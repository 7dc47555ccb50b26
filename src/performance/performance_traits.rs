use async_trait::async_trait;
use chrono::NaiveDate;

use crate::errors::Result;

use super::performance_model::{
    FillCalculateResult, NavRow, NavUpdate, NavUpsertResult, ReturnPoint, TwrDailyRow,
    TwrRowsPage,
};

/// Trait for the TWR row store
#[async_trait]
pub trait PerformanceRepositoryTrait: Send + Sync {
    /// Upserts NAV by `(account_id, row_date)`, leaving cash flow and
    /// derived fields untouched on conflict.
    async fn upsert_nav_batch(&self, rows: Vec<NavRow>) -> Result<NavUpsertResult>;

    /// IDs of every account holding at least one TWR row.
    fn accounts_with_rows(&self) -> Result<Vec<String>>;

    /// All rows for one account in ascending date order.
    fn get_rows(&self, account_id: &str) -> Result<Vec<TwrDailyRow>>;

    /// Writes back recomputed cash-flow and derived fields.
    async fn save_rows(&self, rows: Vec<TwrDailyRow>) -> Result<usize>;

    fn get_cutoff(&self, account_id: &str) -> Result<Option<NaiveDate>>;

    async fn set_cutoff(&self, account_id: &str, cutoff: NaiveDate) -> Result<()>;

    fn get_return_series(&self, account_id: &str) -> Result<Vec<ReturnPoint>>;

    fn get_daily_rows_paginated(
        &self,
        account_id: &str,
        page: i64,
        page_size: i64,
    ) -> Result<TwrRowsPage>;
}

/// Trait for the performance engine entry points
#[async_trait]
pub trait PerformanceServiceTrait: Send + Sync {
    /// Resolves account codes and upserts NAV observations by date.
    async fn upsert_nav_batch(&self, updates: Vec<NavUpdate>) -> Result<NavUpsertResult>;

    /// For every account with TWR rows: re-sums relevant cash flows per date
    /// from persisted statement records, then recomputes HP/TWR from the
    /// account's cutoff forward.
    async fn fill_cash_and_calculate(&self) -> Result<FillCalculateResult>;

    /// Stores a new cutoff and recomputes the window from it forward.
    async fn set_cutoff_date(&self, account_id: &str, cutoff: NaiveDate) -> Result<usize>;

    fn get_return_series(&self, account_id: &str) -> Result<Vec<ReturnPoint>>;

    fn get_daily_rows(
        &self,
        account_id: &str,
        page: i64,
        page_size: i64,
    ) -> Result<TwrRowsPage>;
}
use diesel::result::Error as DieselError;
use thiserror::Error;

pub type Result<T> = std::result::Result<T, PerformanceError>;

/// Custom error type for performance-related operations
#[derive(Debug, Error)]
pub enum PerformanceError {
    #[error("Database error: {0}")]
    DatabaseError(String),
    #[error("Not found: {0}")]
    NotFound(String),
    #[error("Invalid data: {0}")]
    InvalidData(String),
}

impl From<DieselError> for PerformanceError {
    fn from(err: DieselError) -> Self {
        match err {
            DieselError::NotFound => PerformanceError::NotFound("Record not found".to_string()),
            other => PerformanceError::DatabaseError(other.to_string()),
        }
    }
}
use chrono::{NaiveDate, NaiveDateTime};
use lazy_static::lazy_static;
use regex::Regex;
use rust_decimal::Decimal;
use std::str::FromStr;

/// Date formats tried in order; the first that parses wins.
const DATE_FORMATS: [&str; 2] = ["%d/%m/%Y", "%Y-%m-%d"];
const DATETIME_FORMAT: &str = "%Y%m%d;%H%M%S";
const COMPACT_DATE_FORMAT: &str = "%Y%m%d";

lazy_static! {
    static ref PER_SHARE_RATE: Regex =
        Regex::new(r"(?i)\b([A-Z]{3})\s+([0-9]+(?:\.[0-9]+)?)\s+PER\s+SHARE\b")
            .unwrap();
}

/// Parses a statement date from any of the supported source formats.
///
/// Returns `None` when nothing parses; the caller decides whether that is
/// fatal for the row.
pub fn parse_date(value: &str) -> Option<NaiveDate> {
    let value = value.trim();
    if value.is_empty() {
        return None;
    }
    for format in DATE_FORMATS {
        if let Ok(date) = NaiveDate::parse_from_str(value, format) {
            return Some(date);
        }
    }
    if let Ok(datetime) = NaiveDateTime::parse_from_str(value, DATETIME_FORMAT) {
        return Some(datetime.date());
    }
    NaiveDate::parse_from_str(value, COMPACT_DATE_FORMAT).ok()
}

/// Parses a money or quantity value.
///
/// Strips thousands separators and currency symbols. Placeholder sentinels
/// (dash, empty, "N/A") come back as `None`, keeping "unknown" distinct from
/// "known zero".
pub fn parse_decimal(value: &str) -> Option<Decimal> {
    let trimmed = value.trim();
    if matches!(trimmed, "" | "-" | "--" | "N/A" | "n/a" | "NA") {
        return None;
    }
    let cleaned: String = trimmed
        .chars()
        .filter(|c| !matches!(c, ',' | '$' | '€' | '£'))
        .collect();
    Decimal::from_str(cleaned.trim()).ok()
}

/// Extracts a per-share rate from a free-text dividend description, e.g.
/// `"ACME CORP DIVIDEND USD 0.84 PER SHARE"` yields `0.84`.
pub fn extract_per_share_rate(description: &str) -> Option<Decimal> {
    PER_SHARE_RATE
        .captures(description)
        .and_then(|captures| captures.get(2))
        .and_then(|rate| Decimal::from_str(rate.as_str()).ok())
}

#[cfg(test)]
mod tests {
    use super::*;
    use rust_decimal_macros::dec;

    #[test]
    fn parses_each_supported_date_format() {
        let expected = NaiveDate::from_ymd_opt(2024, 3, 7).unwrap();
        assert_eq!(parse_date("07/03/2024"), Some(expected));
        assert_eq!(parse_date("2024-03-07"), Some(expected));
        assert_eq!(parse_date("20240307;143000"), Some(expected));
        assert_eq!(parse_date("20240307"), Some(expected));
    }

    #[test]
    fn unparseable_date_is_none() {
        assert_eq!(parse_date(""), None);
        assert_eq!(parse_date("yesterday"), None);
        assert_eq!(parse_date("2024/03/07"), None);
    }

    #[test]
    fn decimal_strips_separators_and_currency_symbols() {
        assert_eq!(parse_decimal("1,234.56"), Some(dec!(1234.56)));
        assert_eq!(parse_decimal("$ 99.90"), Some(dec!(99.90)));
        assert_eq!(parse_decimal("-42.5"), Some(dec!(-42.5)));
    }

    #[test]
    fn sentinel_decimals_are_none_not_zero() {
        assert_eq!(parse_decimal(""), None);
        assert_eq!(parse_decimal("-"), None);
        assert_eq!(parse_decimal("--"), None);
        assert_eq!(parse_decimal("N/A"), None);
        assert_eq!(parse_decimal("n/a"), None);
        assert_eq!(parse_decimal("0"), Some(dec!(0)));
    }

    #[test]
    fn per_share_rate_extracted_from_description() {
        assert_eq!(
            extract_per_share_rate("ACME CORP CASH DIVIDEND USD 0.84 PER SHARE"),
            Some(dec!(0.84))
        );
        assert_eq!(
            extract_per_share_rate("gbp 1.2 per share (interim)"),
            Some(dec!(1.2))
        );
        assert_eq!(extract_per_share_rate("ACME CORP CASH DIVIDEND"), None);
    }
}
════════════════
Go through the records above. Copy each line in which the string "Option" appears.

_Answer area_:
    fn get_cutoff(&self, account_id: &str) -> Result<Option<NaiveDate>>;
pub fn parse_date(value: &str) -> Option<NaiveDate> {
pub fn parse_decimal(value: &str) -> Option<Decimal> {
pub fn extract_per_share_rate(description: &str) -> Option<Decimal> {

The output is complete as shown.